Qual é a mensagem que lançaram na ocasião os próprios organizadores, a mídia, e até mesmo não poucos eclesiásticos modernistas, ansiosos por derrubarem a Tradição da Igreja?
Aquilo que se passou, junto a muitíssimos cristãos, através de imagens, que são sempre mais evocativas, e através dos jornais e da televisão, é muito claro: o relativismo religioso, que é depois o equivalente do ateísmo.
Se todos rezam “juntos”, muitos já concluíram, então todas as religiões são “iguais”: mas se assim for, isso significa que nenhuma delas é verdadeira.
Naquela época, Vossa Santidade era Cardeal e Prefeito da Congregação da Fé, junto com o Cardeal Giacomo Biffi, e com muitos outros, foi um dos que manifestou sérias perplexidades. Por esta razão, nos anos sucessivos, nunca mais participou da repetição proposta anualmente pela Comunidade de Santo Egídio.
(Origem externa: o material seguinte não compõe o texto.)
//! Whole-message encoding: typed [`AdtMessage`] to HL7 text and back.
//!
//! The message type in MSH-9 is classified exactly once, here. Everything downstream matches on
//! the [`AdtMessage`] variant.

use crate::error::DecodeError;
use crate::segment::{
    find_segment, split_segments, unescape, EventSegment, MessageHeader, MessageType,
    PatientSegment, RawSegment, SEGMENT_TERMINATOR,
};
use bytes::BytesMut;

pub const ADT: &str = "ADT";
pub const ADMISSION_EVENT: &str = "A01";
pub const DISCHARGE_EVENT: &str = "A03";

/// The segments shared by admission and discharge messages.
#[derive(Debug, Clone, PartialEq, Eq)]
pub struct AdtBody {
    pub header: MessageHeader,
    pub event: EventSegment,
    pub patient: PatientSegment,
}

/// An ADT message as received or sent by this crate.
#[derive(Debug, Clone, PartialEq, Eq)]
pub enum AdtMessage {
    /// ADT^A01
    Admission(AdtBody),
    /// ADT^A03
    Discharge(AdtBody),
    /// A well-formed ADT header with a trigger event we do not act on, e.g. ADT^A08.
    Unsupported(MessageHeader),
}

impl AdtMessage {
    pub fn header(&self) -> &MessageHeader {
        match self {
            AdtMessage::Admission(body) | AdtMessage::Discharge(body) => &body.header,
            AdtMessage::Unsupported(header) => header,
        }
    }

    pub fn control_id(&self) -> &str {
        &self.header().control_id
    }

    pub fn message_type(&self) -> &MessageType {
        &self.header().message_type
    }

    pub fn patient(&self) -> Option<&PatientSegment> {
        match self {
            AdtMessage::Admission(body) | AdtMessage::Discharge(body) => Some(&body.patient),
            AdtMessage::Unsupported(_) => None,
        }
    }

    /// The message as HL7 text, every segment terminated by a carriage return.
    pub fn to_hl7(&self) -> String {
        let mut text = self.header().encode();
        text.push(SEGMENT_TERMINATOR);
        if let AdtMessage::Admission(body) | AdtMessage::Discharge(body) = self {
            text.push_str(&body.event.encode());
            text.push(SEGMENT_TERMINATOR);
            text.push_str(&body.patient.encode());
            text.push(SEGMENT_TERMINATOR);
        }
        text
    }
}

/// Encodes a message into the payload handed to the MLLP framing.
pub fn encode(message: &AdtMessage) -> BytesMut {
    BytesMut::from(message.to_hl7().as_bytes())
}

/// Decodes an MLLP payload into a typed message.
pub fn decode(payload: &[u8]) -> Result<AdtMessage, DecodeError> {
    let text = std::str::from_utf8(payload).map_err(|_| DecodeError::NotUtf8)?;
    let segments: Vec<RawSegment<'_>> = split_segments(text).map(RawSegment::parse).collect();

    match segments.first() {
        Some(first) if first.id() == "MSH" => {}
        _ => return Err(DecodeError::MissingSegment("MSH")),
    }
    let header = MessageHeader::decode(&segments[0])?;

    if header.message_type.code != ADT {
        return Err(DecodeError::UnknownMessageType(
            header.message_type.to_string(),
        ));
    }

    let admission = match header.message_type.trigger_event.as_str() {
        ADMISSION_EVENT => true,
        DISCHARGE_EVENT => false,
        _ => return Ok(AdtMessage::Unsupported(header)),
    };

    let event = EventSegment::decode(&segments[find_segment(&segments, "EVN")?])?;
    let patient = PatientSegment::decode(&segments[find_segment(&segments, "PID")?])?;
    let body = AdtBody {
        header,
        event,
        patient,
    };

    Ok(if admission {
        AdtMessage::Admission(body)
    } else {
        AdtMessage::Discharge(body)
    })
}

/// Pulls MSH-10 out of a payload that may be too broken to decode, so it can still be acknowledged.
pub fn peek_control_id(payload: &[u8]) -> Option<String> {
    let text = String::from_utf8_lossy(payload);
    let msh = split_segments(&text)
        .map(RawSegment::parse)
        .find(|segment| segment.id() == "MSH")?;
    match msh.field(10) {
        Some(id) if !id.is_empty() => Some(unescape(id)),
        _ => None,
    }
}
//! MLLP framing for a Tokio stream.
//!
//! HL7's Minimal Lower Layer Protocol wraps every message as
//! `<VT> payload <FS><CR>`. [`MllpCodec`] strips and adds that framing so the rest of the crate
//! only ever sees the HL7 text itself.

use bytes::buf::{Buf, BufMut};
use bytes::BytesMut;
use log::{debug, trace};
use std::io;
use tokio_util::codec::{Decoder, Encoder};

/// Largest payload accepted by [`MllpCodec::new`].
pub const DEFAULT_MAX_FRAME_LENGTH: usize = 1024 * 1024;

/// Tokio codec for MLLP frames, used for both the ADT message and the acknowledgment.
#[derive(Debug)]
pub struct MllpCodec {
    // A frame may straddle several reads, so the start of it is kept here until the footer shows up
    pending: BytesMut,
    max_frame_length: usize,
}

impl Default for MllpCodec {
    fn default() -> Self {
        MllpCodec::new()
    }
}

impl MllpCodec {
    const BLOCK_HEADER: u8 = 0x0B; //Vertical-Tab char, the marker for the start of a message
    const BLOCK_FOOTER: [u8; 2] = [0x1C, 0x0D]; //File-Separator char + CR, the marker for the end of a message

    /// Creates a codec accepting payloads up to [`DEFAULT_MAX_FRAME_LENGTH`] bytes.
    /// ```
    /// use hl7_adt_link::MllpCodec;
    /// let mllp = MllpCodec::new();
    /// ```
    pub fn new() -> Self {
        MllpCodec::with_max_frame_length(DEFAULT_MAX_FRAME_LENGTH)
    }

    /// Creates a codec that fails the read once a frame grows beyond `max_frame_length` payload bytes.
    pub fn with_max_frame_length(max_frame_length: usize) -> Self {
        MllpCodec {
            pending: BytesMut::new(),
            max_frame_length,
        }
    }

    fn get_footer_position(src: &[u8]) -> Option<usize> {
        let position = src.windows(2).position(|w| w == MllpCodec::BLOCK_FOOTER);
        trace!("MLLP: footer position {:?}", position);
        position
    }
}

impl Encoder<BytesMut> for MllpCodec {
    type Error = io::Error;

    fn encode(&mut self, payload: BytesMut, dst: &mut BytesMut) -> Result<(), Self::Error> {
        dst.reserve(payload.len() + 3); //header + 2 footer bytes
        dst.put_u8(MllpCodec::BLOCK_HEADER);
        dst.put_slice(&payload);
        dst.put_slice(&MllpCodec::BLOCK_FOOTER);

        debug!("MLLP: Encoded value for send: '{:?}'", dst);
        Ok(())
    }
}

impl Decoder for MllpCodec {
    type Item = BytesMut;
    type Error = io::Error;

    fn decode(&mut self, src: &mut BytesMut) -> Result<Option<Self::Item>, Self::Error> {
        // Everything is moved into the local buffer so no unread bytes are left on the stream
        self.pending.reserve(src.len());
        self.pending.put_slice(src);
        src.advance(src.len());

        // bytes prior to the header are ignored
        match self
            .pending
            .iter()
            .position(|b| *b == MllpCodec::BLOCK_HEADER)
        {
            Some(0) => {}
            Some(start) => {
                trace!("MLLP: Skipping {} bytes before the block header", start);
                self.pending.advance(start);
            }
            None => {
                trace!("MLLP: No block header yet, dropping {} bytes", self.pending.len());
                self.pending.clear();
                return Ok(None);
            }
        }

        match MllpCodec::get_footer_position(&self.pending[1..]) {
            Some(end) => {
                let mut frame = self.pending.split_to(end + 3);
                frame.advance(1);
                frame.truncate(end);

                // one message per exchange, trailing data is not ours to interpret
                self.pending.clear();
                Ok(Some(frame))
            }
            None if self.pending.len() > self.max_frame_length + 1 => {
                let size = self.pending.len() - 1;
                self.pending.clear();
                Err(io::Error::new(
                    io::ErrorKind::InvalidData,
                    format!(
                        "MLLP frame of {} bytes exceeds the {} byte limit",
                        size, self.max_frame_length
                    ),
                ))
            }
            None => Ok(None),
        }
    }

    fn decode_eof(&mut self, src: &mut BytesMut) -> Result<Option<Self::Item>, Self::Error> {
        match self.decode(src)? {
            Some(frame) => Ok(Some(frame)),
            None if self.pending.is_empty() => Ok(None),
            None => {
                let size = self.pending.len();
                self.pending.clear();
                Err(io::Error::new(
                    io::ErrorKind::UnexpectedEof,
                    format!("connection closed inside an MLLP frame ({} bytes read)", size),
                ))
            }
        }
    }
}

#[cfg(test)]
mod tests {
    use super::*;
    use bytes::Bytes;

    fn wrap_for_mllp(s: &str) -> Bytes {
        Bytes::from(format!("\x0B{}\x1C\x0D", s))
    }

    fn wrap_for_mllp_mut(s: &str) -> BytesMut {
        BytesMut::from(format!("\x0B{}\x1C\x0D", s).as_str())
    }

    #[test]
    fn implements_default() {
        let m = MllpCodec::default();
        assert_eq!(m.max_frame_length, DEFAULT_MAX_FRAME_LENGTH);
    }

    #[test]
    fn wraps_simple_data() {
        let data = BytesMut::from("abcd");
        let mut m = MllpCodec::new();

        let mut output_buf = BytesMut::with_capacity(64);

        match m.encode(data, &mut output_buf) {
            Ok(()) => {}
            _ => panic!("Non OK value returned from encode"),
        }
        assert_eq!(output_buf.freeze(), wrap_for_mllp("abcd"));
    }

    #[test]
    fn find_footer_location() {
        let data = wrap_for_mllp_mut("abcd"); //footer at position 5, as there's a leading byte added
        assert_eq!(MllpCodec::get_footer_position(&data), Some(5));
    }

    #[test]
    fn missing_footer_detected() {
        let data = BytesMut::from("no footer");
        assert_eq!(MllpCodec::get_footer_position(&data), None);
    }

    #[test]
    fn ensure_decoder_finds_simple_message() {
        let mut data = wrap_for_mllp_mut("abcd");
        let mut m = MllpCodec::new();

        match m.decode(&mut data) {
            Ok(Some(message)) => assert_eq!(&message[..], b"abcd"),
            Ok(None) => panic!("Failed to find a simple message!"),
            Err(err) => panic!("Error looking for simple message: {:?}", err),
        }
    }

    #[test]
    fn ensure_leading_noise_is_ignored() {
        let mut data = BytesMut::from("garbage\x0BMSH\x1C\x0D");
        let mut m = MllpCodec::new();

        match m.decode(&mut data) {
            Ok(Some(message)) => assert_eq!(&message[..], b"MSH"),
            other => panic!("Unexpected decode result: {:?}", other),
        }
    }

    #[test]
    fn ensure_data_after_end_is_ignored() {
        let mut data = BytesMut::from("\x0BTest Data\x1C\x0DMore Data");
        let mut m = MllpCodec::new();

        match m.decode(&mut data) {
            Ok(Some(message)) => assert_eq!(&message[..], b"Test Data"),
            _ => panic!("Failure for message with illegal trailing data"),
        }
        assert!(m.pending.is_empty());
    }

    #[test]
    fn ensure_no_data_is_left_on_the_stream() {
        let mut data = BytesMut::from("\x0BTest Data\x1C\x0D");
        let mut m = MllpCodec::new();

        let _result = m.decode(&mut data);

        assert_eq!(data.len(), 0, "Decoder left data sitting in the buffer after read!");
    }

    #[test]
    fn ensure_buffer_is_reset_per_message() {
        let mut mllp = MllpCodec::new();

        let mut data1 = wrap_for_mllp_mut("Test Data");
        let mut data2 = wrap_for_mllp_mut("This is different");

        match mllp.decode(&mut data1) {
            Ok(Some(message)) => assert_eq!(&message[..], b"Test Data"),
            _ => panic!("Error decoding first message"),
        }

        match mllp.decode(&mut data2) {
            Ok(Some(message)) => assert_eq!(&message[..], b"This is different"),
            _ => panic!("Error decoding second message"),
        }
    }

    #[test]
    fn test_real_message() {
        let mut mllp = MllpCodec::new();
        let mut data = wrap_for_mllp_mut("MSH|^~\\&|RECEPTION|HOSPITAL|HIS|HOSPITAL|20240301101500||ADT^A01^ADT_A01|1709287000001|P|2.5\rEVN|A01|20240301101500\rPID|||42||Petrov^Ivan||19900501");

        match mllp.decode(&mut data) {
            Ok(Some(message)) => {
                assert!(message.starts_with(b"MSH|"));
                assert!(message.ends_with(b"19900501"));
            }
            _ => panic!("Error decoding ADT message"),
        }
    }

    #[test]
    fn test_message_split_over_multiple_calls() {
        let mut mllp = MllpCodec::new();
        let mut call1 = BytesMut::from("\x0BTest");
        let mut call2 = BytesMut::from(" Data\x1C");
        let mut call3 = BytesMut::from("\x0D");

        match mllp.decode(&mut call1) {
            Ok(None) => {}
            _ => panic!("Data returned from call to decode() without footer!"),
        }

        match mllp.decode(&mut call2) {
            Ok(None) => {}
            _ => panic!("Data returned from call to decode() with half a footer!"),
        }

        match mllp.decode(&mut call3) {
            Ok(Some(message)) => assert_eq!(&message[..], b"Test Data"),
            Ok(None) => panic!("decode didn't find a message on the third call..."),
            Err(err) => panic!("Unexpected error when decoding split packets: {:?}", err),
        }
    }

    #[test]
    fn oversized_frame_is_an_error() {
        let mut mllp = MllpCodec::with_max_frame_length(4);
        let mut data = BytesMut::from("\x0Babcdefgh");

        let err = mllp.decode(&mut data).unwrap_err();
        assert_eq!(err.kind(), io::ErrorKind::InvalidData);
        assert!(mllp.pending.is_empty());
    }

    #[test]
    fn eof_inside_a_frame_is_an_error() {
        let mut mllp = MllpCodec::new();
        let mut data = BytesMut::from("\x0BMSH|^~\\&");

        let err = mllp.decode_eof(&mut data).unwrap_err();
        assert_eq!(err.kind(), io::ErrorKind::UnexpectedEof);
    }

    #[test]
    fn eof_with_nothing_pending_ends_the_stream() {
        let mut mllp = MllpCodec::new();
        let mut data = BytesMut::new();

        assert!(mllp.decode_eof(&mut data).unwrap().is_none());
    }
}
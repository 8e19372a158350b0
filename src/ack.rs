//! ACK messages: the MSH + MSA reply correlated to a received message.

use crate::builder::Routing;
use crate::codec::AdtMessage;
use crate::error::DecodeError;
use crate::segment::{
    escape, find_segment, split_segments, unescape, MessageType, RawSegment, COMPONENT_SEPARATOR,
    FIELD_SEPARATOR, SEGMENT_TERMINATOR,
};
use bytes::BytesMut;
use std::fmt;

const ACK: &str = "ACK";

/// MSA-1, the acknowledgment code.
#[derive(Debug, Clone, Copy, PartialEq, Eq, Hash)]
pub enum Outcome {
    /// AA, the message was applied.
    Accept,
    /// AE, the receiver failed while handling it.
    Error,
    /// AR, the message was refused.
    Reject,
}

impl Outcome {
    pub fn code(self) -> &'static str {
        match self {
            Outcome::Accept => "AA",
            Outcome::Error => "AE",
            Outcome::Reject => "AR",
        }
    }

    /// Original mode codes, plus the enhanced mode commit codes some systems answer with.
    pub fn from_code(code: &str) -> Option<Self> {
        match code {
            "AA" | "CA" => Some(Outcome::Accept),
            "AE" | "CE" => Some(Outcome::Error),
            "AR" | "CR" => Some(Outcome::Reject),
            _ => None,
        }
    }
}

impl fmt::Display for Outcome {
    fn fmt(&self, f: &mut fmt::Formatter<'_>) -> fmt::Result {
        f.write_str(self.code())
    }
}

/// Reply to exactly one received message. Built, written, then dropped.
#[derive(Debug, Clone, PartialEq, Eq)]
pub struct Acknowledgment {
    /// Control id of the message being acknowledged, empty when it could not be read.
    pub control_id: String,
    /// Trigger event of the acknowledged message, empty when unknown.
    pub trigger_event: String,
    pub outcome: Outcome,
    pub reason: Option<String>,
}

/// Builds an acknowledgment for `original_control_id`. An empty reason is treated as none.
pub fn ack(original_control_id: &str, outcome: Outcome, reason: Option<String>) -> Acknowledgment {
    Acknowledgment {
        control_id: original_control_id.to_owned(),
        trigger_event: String::new(),
        outcome,
        reason: reason.filter(|r| !r.is_empty()),
    }
}

impl Acknowledgment {
    /// Acknowledges `message`, echoing its control id and trigger event.
    pub fn for_message(message: &AdtMessage, outcome: Outcome, reason: Option<String>) -> Self {
        ack(message.control_id(), outcome, reason)
            .with_trigger_event(&message.message_type().trigger_event)
    }

    pub fn with_trigger_event(mut self, trigger_event: &str) -> Self {
        self.trigger_event = trigger_event.to_owned();
        self
    }

    pub fn is_accepted(&self) -> bool {
        self.outcome == Outcome::Accept
    }

    /// HL7 text for this acknowledgment, sent under `routing` with its own fresh control id.
    pub fn to_hl7(&self, routing: &Routing) -> String {
        let header = routing.header(MessageType::new(ACK, &self.trigger_event));

        let mut text = header.encode();
        text.push(SEGMENT_TERMINATOR);
        text.push_str("MSA");
        text.push(FIELD_SEPARATOR);
        text.push_str(self.outcome.code());
        text.push(FIELD_SEPARATOR);
        text.push_str(&escape(&self.control_id));
        if let Some(reason) = &self.reason {
            text.push(FIELD_SEPARATOR);
            text.push_str(&escape(reason));
        }
        text.push(SEGMENT_TERMINATOR);
        text
    }
}

pub fn encode_ack(ack: &Acknowledgment, routing: &Routing) -> BytesMut {
    BytesMut::from(ack.to_hl7(routing).as_bytes())
}

/// Decodes an acknowledgment payload. Only MSH-9 and the MSA segment are interpreted.
pub fn decode_ack(payload: &[u8]) -> Result<Acknowledgment, DecodeError> {
    let text = std::str::from_utf8(payload).map_err(|_| DecodeError::NotUtf8)?;
    let segments: Vec<RawSegment<'_>> = split_segments(text).map(RawSegment::parse).collect();

    let msh = match segments.first() {
        Some(first) if first.id() == "MSH" => first,
        _ => return Err(DecodeError::MissingSegment("MSH")),
    };
    let message_type = msh.field(9).unwrap_or_default();
    let mut components = message_type.split(COMPONENT_SEPARATOR);
    if components.next() != Some(ACK) {
        return Err(DecodeError::UnknownMessageType(message_type.to_owned()));
    }
    let trigger_event = components.next().unwrap_or_default().to_owned();

    let msa = &segments[find_segment(&segments, "MSA")?];
    let code = msa.required("MSA", 1)?;
    let outcome = Outcome::from_code(code).ok_or_else(|| DecodeError::InvalidField {
        segment: "MSA",
        field: 1,
        value: code.to_owned(),
    })?;
    let control_id = unescape(msa.field(2).unwrap_or_default());
    let reason = msa.field(3).map(unescape);

    Ok(ack(&control_id, outcome, reason).with_trigger_event(&trigger_event))
}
De fato, como escreveu Vossa Santidade em “Fé, Verdade e Tolerância: o Cristianismo e as religiões do mundo” (Cantagalli, 2005), criticando exatamente o ecumenismo indiferentista, para o católico, “deve estar muito claro que não existem ‘as religiões’ em geral , que não existe uma idéia comum de Deus e uma fé comum nEle, que a diferença não afeta apenas o âmbito das imagens e formas conceituais mutáveis, mas as próprias escolhas últimas. “
Vossa Santidade concorda perfeitamente, portanto, com Leão XIII e Pio XI sobre o perigo de contribuir, através de gestos como o de “Assis 1986”, com o sincretismo e a indiferentismo religioso.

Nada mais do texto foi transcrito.